The Workington Comets are a British speedway club, based in Workington, Cumbria, racing out of the Northside Speedway Track. The team previously operated from 1970 to 2018 and were based at Derwent Park Stadium which they shared with Workington Town Rugby League Football Club. They were closed at the end of the 2018 SGB Championship season, but re-opened in 2022 and will compete in the 2023 National Development League speedway season.

History

1970–1987
The team's inaugural league season was the 1970 British League Division Two season in which they finished in 11th place. The team spent 12 years in Division 2, finishing 2nd in 1973 and 3rd in 1976.

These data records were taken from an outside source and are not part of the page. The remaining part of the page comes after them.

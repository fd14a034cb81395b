//! Monitor actor that stops the runtime once every worker has finished.

use std::time::Duration;

use ractor::{Actor, ActorProcessingErr, ActorRef};

use crate::messages::MonitorMessage;
use crate::task::Liveness;

/// Default time between liveness checks.
pub const DEFAULT_TICK: Duration = Duration::from_secs(1);

/// State for the monitor actor.
pub struct MonitorState {
    /// Liveness flags of every task the machine started.
    pub tasks: Vec<Liveness>,
    /// Ticks handled so far.
    pub ticks: u64,
}

impl MonitorState {
    /// Number of tasks still alive.
    pub fn alive(&self) -> usize {
        self.tasks.iter().filter(|t| t.is_alive()).count()
    }
}

/// Monitor actor arguments.
pub struct MonitorArgs {
    pub tasks: Vec<Liveness>,
    pub tick: Duration,
}

/// Monitor actor. Only ever reads the `alive` flags.
pub struct Monitor;

impl Actor for Monitor {
    type Msg = MonitorMessage;
    type State = MonitorState;
    type Arguments = MonitorArgs;

    async fn pre_start(
        &self,
        myself: ActorRef<Self::Msg>,
        args: Self::Arguments,
    ) -> Result<Self::State, ActorProcessingErr> {
        tracing::info!("Starting monitor for {} workers", args.tasks.len());

        // Start periodic tick
        let period = args.tick.max(Duration::from_millis(1));
        let myself_clone = myself.clone();
        tokio::spawn(async move {
            let mut interval = tokio::time::interval(period);
            loop {
                interval.tick().await;
                if myself_clone.send_message(MonitorMessage::Tick).is_err() {
                    break;
                }
            }
        });

        Ok(MonitorState {
            tasks: args.tasks,
            ticks: 0,
        })
    }

    async fn handle(
        &self,
        myself: ActorRef<Self::Msg>,
        message: Self::Msg,
        state: &mut Self::State,
    ) -> Result<(), ActorProcessingErr> {
        match message {
            MonitorMessage::Tick => {
                state.ticks += 1;
                let alive = state.alive();

                if alive == 0 {
                    tracing::info!("No workers alive after {} ticks, stopping", state.ticks);
                    myself.stop(Some("all workers stopped".to_string()));
                } else {
                    tracing::trace!("{} of {} workers alive", alive, state.tasks.len());
                }
            }
        }

        Ok(())
    }
}

/// Start a monitor over the given tasks.
pub async fn start_monitor(
    tasks: Vec<Liveness>,
    tick: Duration,
) -> Result<(ActorRef<MonitorMessage>, tokio::task::JoinHandle<()>), ractor::SpawnErr> {
    Actor::spawn(None, Monitor, MonitorArgs { tasks, tick }).await
}
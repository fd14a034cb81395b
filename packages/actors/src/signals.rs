//! OS signal listener. Only ever calls `MachineHandle::stop`.

use tokio::task::JoinHandle;

use crate::error::MachineError;
use crate::machine::MachineHandle;

/// Listen for SIGTERM, SIGINT and SIGQUIT until the returned task is aborted.
#[cfg(unix)]
pub(crate) fn listen(handle: MachineHandle) -> Result<JoinHandle<()>, MachineError> {
    use tokio::signal::unix::{SignalKind, signal};

    let mut term = signal(SignalKind::terminate()).map_err(MachineError::Signal)?;
    let mut int = signal(SignalKind::interrupt()).map_err(MachineError::Signal)?;
    let mut quit = signal(SignalKind::quit()).map_err(MachineError::Signal)?;

    Ok(tokio::spawn(async move {
        loop {
            let name = tokio::select! {
                Some(()) = term.recv() => "SIGTERM",
                Some(()) = int.recv() => "SIGINT",
                Some(()) = quit.recv() => "SIGQUIT",
                else => break,
            };
            tracing::info!("Received {}, stopping workers", name);
            handle.stop();
        }
    }))
}

/// Listen for Ctrl-C until the returned task is aborted.
#[cfg(not(unix))]
pub(crate) fn listen(handle: MachineHandle) -> Result<JoinHandle<()>, MachineError> {
    Ok(tokio::spawn(async move {
        while tokio::signal::ctrl_c().await.is_ok() {
            tracing::info!("Received Ctrl-C, stopping workers");
            handle.stop();
        }
    }))
}
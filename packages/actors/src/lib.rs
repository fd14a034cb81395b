//! Cooperative job workers on a single-threaded runtime.
//!
//! This crate provides the Ractor-based scheduling core: workers that poll
//! queues, the tasks that track their liveness, and the machine and monitor
//! that start and stop them.
//!
//! # Architecture
//!
//! - `WorkerMachine` - Builds `fibers` workers from a `MachineConfig` and runs them
//! - `WorkerActor` - One reserve/execute/suspend loop over a queue set
//! - `WorkerTask` - Wraps a worker and exposes its `alive` flag
//! - `Monitor` - Stops the machine once no task is alive
//!
//! Every actor runs on the same tokio runtime; run it with the
//! `current_thread` flavor to get strictly cooperative scheduling.
//!
//! # Usage
//!
//! ```ignore
//! use actors::{JobHandlerRegistry, MachineConfig, WorkerMachine, job_handler};
//!
//! let mut handlers = JobHandlerRegistry::new();
//! handlers.register(job_handler!("Echo", |job| {
//!     tracing::info!("{:?}", job.args());
//!     Ok(())
//! }));
//!
//! let mut machine = WorkerMachine::new(MachineConfig::default(), handlers)?;
//! machine.start().await?;
//! ```

mod control;
mod error;
mod handler;
mod machine;
mod messages;
mod monitor;
mod pidfile;
mod signals;
pub mod suspend;
mod task;
mod worker_actor;

pub use control::WorkerControl;
pub use error::MachineError;
pub use handler::{FnHandler, HandlerFuture, HandlerResult, JobHandler, JobHandlerRegistry};
pub use machine::{MachineConfig, MachineHandle, WorkerMachine};
pub use messages::{MonitorMessage, WorkerMessage};
pub use monitor::{DEFAULT_TICK, Monitor, MonitorArgs, MonitorState, start_monitor};
pub use pidfile::Pidfile;
pub use task::{AliveGuard, Liveness, Worker, WorkerState, WorkerTask};
pub use worker_actor::{WorkerActor, WorkerActorState, WorkerArgs};

pub use queue_core::{Job, WorkerEvent};

/// Re-export ractor types for convenience.
pub use ractor::{Actor, ActorRef, concurrency};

The 1987 season saw Glasgow Tigers based at Derwent Park. However the team changed its name to Workington Tigers soon afterwards but held their last fixture against Stoke on 31 July. The team's results were expunged. It was the last season of speedway at Workington for 12 years.

1999–2018
Speedway returned in 1999 as Workington joined the Premier League (division 2). They would spend 20 consecutive years in the division but before their 2018 play off victory their best finish was 2nd in 2004.

At the end of the 2007 season, the club was sold by promoter Tony Mole to businessman Keith Denham. Several riders left for the Birmingham Brummies but Carl Stonehewer and Kauko Nieminen stayed. The club went on to win the Young Shield, Premier League Pairs and Premier League Four-Team Championship during the 2008 season. The Premier League Fours was an event that they had won on three previous occasions, in 2001, 2004 and 2006.

In October 2018, the Comets won the SGB Championship for the first time in their history. In the same month, the Comets made it a treble win with Knockout Cup and Championship Shield victories.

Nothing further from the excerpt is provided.